● Work instructions: Read through the data, and wherever a line holds the word "recorded", write that line out.
++++ Data excerpts ++++
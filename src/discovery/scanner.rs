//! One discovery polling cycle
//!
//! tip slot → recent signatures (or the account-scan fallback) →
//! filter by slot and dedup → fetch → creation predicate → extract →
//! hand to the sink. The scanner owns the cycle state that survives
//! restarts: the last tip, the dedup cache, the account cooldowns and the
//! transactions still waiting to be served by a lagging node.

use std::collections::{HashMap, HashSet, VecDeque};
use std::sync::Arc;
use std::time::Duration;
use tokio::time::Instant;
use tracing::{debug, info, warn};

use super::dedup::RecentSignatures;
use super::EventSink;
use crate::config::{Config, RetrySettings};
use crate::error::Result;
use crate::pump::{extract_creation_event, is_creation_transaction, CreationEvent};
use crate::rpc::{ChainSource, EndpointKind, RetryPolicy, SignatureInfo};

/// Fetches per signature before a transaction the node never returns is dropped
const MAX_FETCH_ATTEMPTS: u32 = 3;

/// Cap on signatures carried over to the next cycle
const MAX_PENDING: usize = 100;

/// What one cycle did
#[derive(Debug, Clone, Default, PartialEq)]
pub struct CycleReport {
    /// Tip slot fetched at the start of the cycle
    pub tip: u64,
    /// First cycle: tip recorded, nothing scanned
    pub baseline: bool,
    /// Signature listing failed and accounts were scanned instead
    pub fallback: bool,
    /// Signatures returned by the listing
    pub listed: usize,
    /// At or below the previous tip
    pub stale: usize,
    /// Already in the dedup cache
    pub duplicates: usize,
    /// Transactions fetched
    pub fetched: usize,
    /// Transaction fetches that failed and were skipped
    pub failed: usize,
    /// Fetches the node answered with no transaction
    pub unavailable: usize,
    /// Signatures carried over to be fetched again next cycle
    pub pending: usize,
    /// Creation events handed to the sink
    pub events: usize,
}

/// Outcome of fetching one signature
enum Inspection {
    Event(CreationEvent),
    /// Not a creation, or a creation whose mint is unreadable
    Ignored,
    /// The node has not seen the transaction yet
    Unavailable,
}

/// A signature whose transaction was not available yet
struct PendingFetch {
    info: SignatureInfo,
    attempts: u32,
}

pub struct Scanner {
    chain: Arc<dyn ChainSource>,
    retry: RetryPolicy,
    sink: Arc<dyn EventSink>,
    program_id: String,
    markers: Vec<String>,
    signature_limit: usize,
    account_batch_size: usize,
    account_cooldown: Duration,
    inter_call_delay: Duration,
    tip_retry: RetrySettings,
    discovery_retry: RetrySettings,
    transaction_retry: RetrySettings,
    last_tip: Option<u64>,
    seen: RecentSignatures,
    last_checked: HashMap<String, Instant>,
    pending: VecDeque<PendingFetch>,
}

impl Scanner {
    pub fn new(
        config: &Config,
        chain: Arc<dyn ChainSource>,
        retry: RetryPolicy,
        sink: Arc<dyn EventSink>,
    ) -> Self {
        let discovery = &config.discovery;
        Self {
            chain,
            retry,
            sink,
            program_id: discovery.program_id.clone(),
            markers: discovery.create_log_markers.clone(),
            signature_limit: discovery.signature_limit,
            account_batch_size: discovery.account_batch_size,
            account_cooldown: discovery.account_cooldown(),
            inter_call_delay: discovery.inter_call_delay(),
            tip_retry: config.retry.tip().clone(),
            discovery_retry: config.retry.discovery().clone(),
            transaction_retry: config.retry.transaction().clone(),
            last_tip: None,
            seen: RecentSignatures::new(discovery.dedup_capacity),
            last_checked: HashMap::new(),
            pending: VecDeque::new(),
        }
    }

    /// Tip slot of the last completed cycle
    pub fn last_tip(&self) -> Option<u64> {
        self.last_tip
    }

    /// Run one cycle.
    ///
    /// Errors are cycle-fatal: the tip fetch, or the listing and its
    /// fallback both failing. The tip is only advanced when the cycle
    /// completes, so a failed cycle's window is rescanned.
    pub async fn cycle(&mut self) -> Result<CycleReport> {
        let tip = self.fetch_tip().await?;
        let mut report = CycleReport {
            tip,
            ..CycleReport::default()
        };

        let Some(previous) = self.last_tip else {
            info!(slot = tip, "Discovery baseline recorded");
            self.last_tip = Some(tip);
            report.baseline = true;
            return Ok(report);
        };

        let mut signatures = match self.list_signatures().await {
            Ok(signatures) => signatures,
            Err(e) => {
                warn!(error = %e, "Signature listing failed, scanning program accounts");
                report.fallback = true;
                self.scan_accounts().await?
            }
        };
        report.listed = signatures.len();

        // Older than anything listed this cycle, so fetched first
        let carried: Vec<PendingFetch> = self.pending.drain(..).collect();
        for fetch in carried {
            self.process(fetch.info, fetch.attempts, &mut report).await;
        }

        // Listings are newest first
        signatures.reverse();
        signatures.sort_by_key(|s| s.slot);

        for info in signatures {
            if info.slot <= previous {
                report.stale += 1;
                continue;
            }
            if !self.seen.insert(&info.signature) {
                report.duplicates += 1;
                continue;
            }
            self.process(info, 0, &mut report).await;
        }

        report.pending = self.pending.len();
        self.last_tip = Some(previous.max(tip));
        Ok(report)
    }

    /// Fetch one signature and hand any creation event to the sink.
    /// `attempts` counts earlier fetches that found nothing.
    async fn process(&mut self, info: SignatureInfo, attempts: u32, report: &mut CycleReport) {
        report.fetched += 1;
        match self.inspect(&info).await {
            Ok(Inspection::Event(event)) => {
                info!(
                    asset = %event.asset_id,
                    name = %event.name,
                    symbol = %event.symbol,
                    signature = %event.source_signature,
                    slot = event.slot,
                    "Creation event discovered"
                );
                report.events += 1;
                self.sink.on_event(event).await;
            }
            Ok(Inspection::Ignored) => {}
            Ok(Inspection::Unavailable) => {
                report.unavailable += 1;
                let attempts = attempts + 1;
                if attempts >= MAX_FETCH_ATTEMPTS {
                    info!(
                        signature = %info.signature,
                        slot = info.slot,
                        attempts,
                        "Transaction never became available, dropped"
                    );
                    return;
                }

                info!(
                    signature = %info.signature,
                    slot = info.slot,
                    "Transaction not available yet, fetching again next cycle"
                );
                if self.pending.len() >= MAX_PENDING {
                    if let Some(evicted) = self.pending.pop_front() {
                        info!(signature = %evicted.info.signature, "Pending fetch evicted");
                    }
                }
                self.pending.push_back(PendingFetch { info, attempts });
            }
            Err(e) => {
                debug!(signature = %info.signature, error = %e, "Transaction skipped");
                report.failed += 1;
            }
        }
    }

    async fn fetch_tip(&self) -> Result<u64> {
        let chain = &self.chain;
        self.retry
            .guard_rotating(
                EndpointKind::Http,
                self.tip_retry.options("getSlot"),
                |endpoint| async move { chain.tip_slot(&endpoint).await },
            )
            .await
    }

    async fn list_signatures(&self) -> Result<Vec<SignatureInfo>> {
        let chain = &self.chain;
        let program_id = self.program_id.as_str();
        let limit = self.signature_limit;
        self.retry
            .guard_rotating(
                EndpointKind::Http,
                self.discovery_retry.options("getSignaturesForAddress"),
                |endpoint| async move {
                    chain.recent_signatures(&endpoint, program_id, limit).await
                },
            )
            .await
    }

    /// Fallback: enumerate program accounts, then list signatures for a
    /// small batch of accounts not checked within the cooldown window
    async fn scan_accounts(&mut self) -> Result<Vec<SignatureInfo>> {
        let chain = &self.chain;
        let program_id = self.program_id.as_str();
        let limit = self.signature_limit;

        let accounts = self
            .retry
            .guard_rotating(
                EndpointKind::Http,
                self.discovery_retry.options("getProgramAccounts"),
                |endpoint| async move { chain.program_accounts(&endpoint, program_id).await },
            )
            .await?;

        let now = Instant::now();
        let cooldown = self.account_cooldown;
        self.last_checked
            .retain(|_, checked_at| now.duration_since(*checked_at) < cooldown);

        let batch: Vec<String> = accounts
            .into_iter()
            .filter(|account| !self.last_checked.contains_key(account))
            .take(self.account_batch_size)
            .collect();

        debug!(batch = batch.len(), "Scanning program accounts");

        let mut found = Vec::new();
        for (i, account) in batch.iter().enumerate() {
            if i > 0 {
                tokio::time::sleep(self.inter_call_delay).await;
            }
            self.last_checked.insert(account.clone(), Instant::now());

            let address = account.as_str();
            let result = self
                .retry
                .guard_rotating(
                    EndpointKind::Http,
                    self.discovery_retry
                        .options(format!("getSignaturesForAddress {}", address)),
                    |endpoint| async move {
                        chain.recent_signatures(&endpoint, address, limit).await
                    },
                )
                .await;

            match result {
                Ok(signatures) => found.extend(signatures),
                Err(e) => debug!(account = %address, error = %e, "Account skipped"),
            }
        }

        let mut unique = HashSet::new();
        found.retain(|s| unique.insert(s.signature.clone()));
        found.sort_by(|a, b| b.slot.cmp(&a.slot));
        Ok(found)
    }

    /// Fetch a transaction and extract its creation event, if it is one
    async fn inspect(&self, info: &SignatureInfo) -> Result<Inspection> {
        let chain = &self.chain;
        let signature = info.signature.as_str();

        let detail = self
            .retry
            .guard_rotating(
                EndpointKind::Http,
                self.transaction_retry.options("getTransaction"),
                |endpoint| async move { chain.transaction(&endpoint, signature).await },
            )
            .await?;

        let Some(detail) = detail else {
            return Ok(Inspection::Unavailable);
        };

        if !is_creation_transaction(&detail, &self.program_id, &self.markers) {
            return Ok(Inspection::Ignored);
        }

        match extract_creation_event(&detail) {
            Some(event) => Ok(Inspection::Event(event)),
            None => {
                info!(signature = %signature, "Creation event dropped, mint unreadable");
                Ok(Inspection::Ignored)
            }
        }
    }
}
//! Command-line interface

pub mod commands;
++++
● Written response:
    /// First cycle: tip recorded, nothing scanned
            info!(slot = tip, "Discovery baseline recorded");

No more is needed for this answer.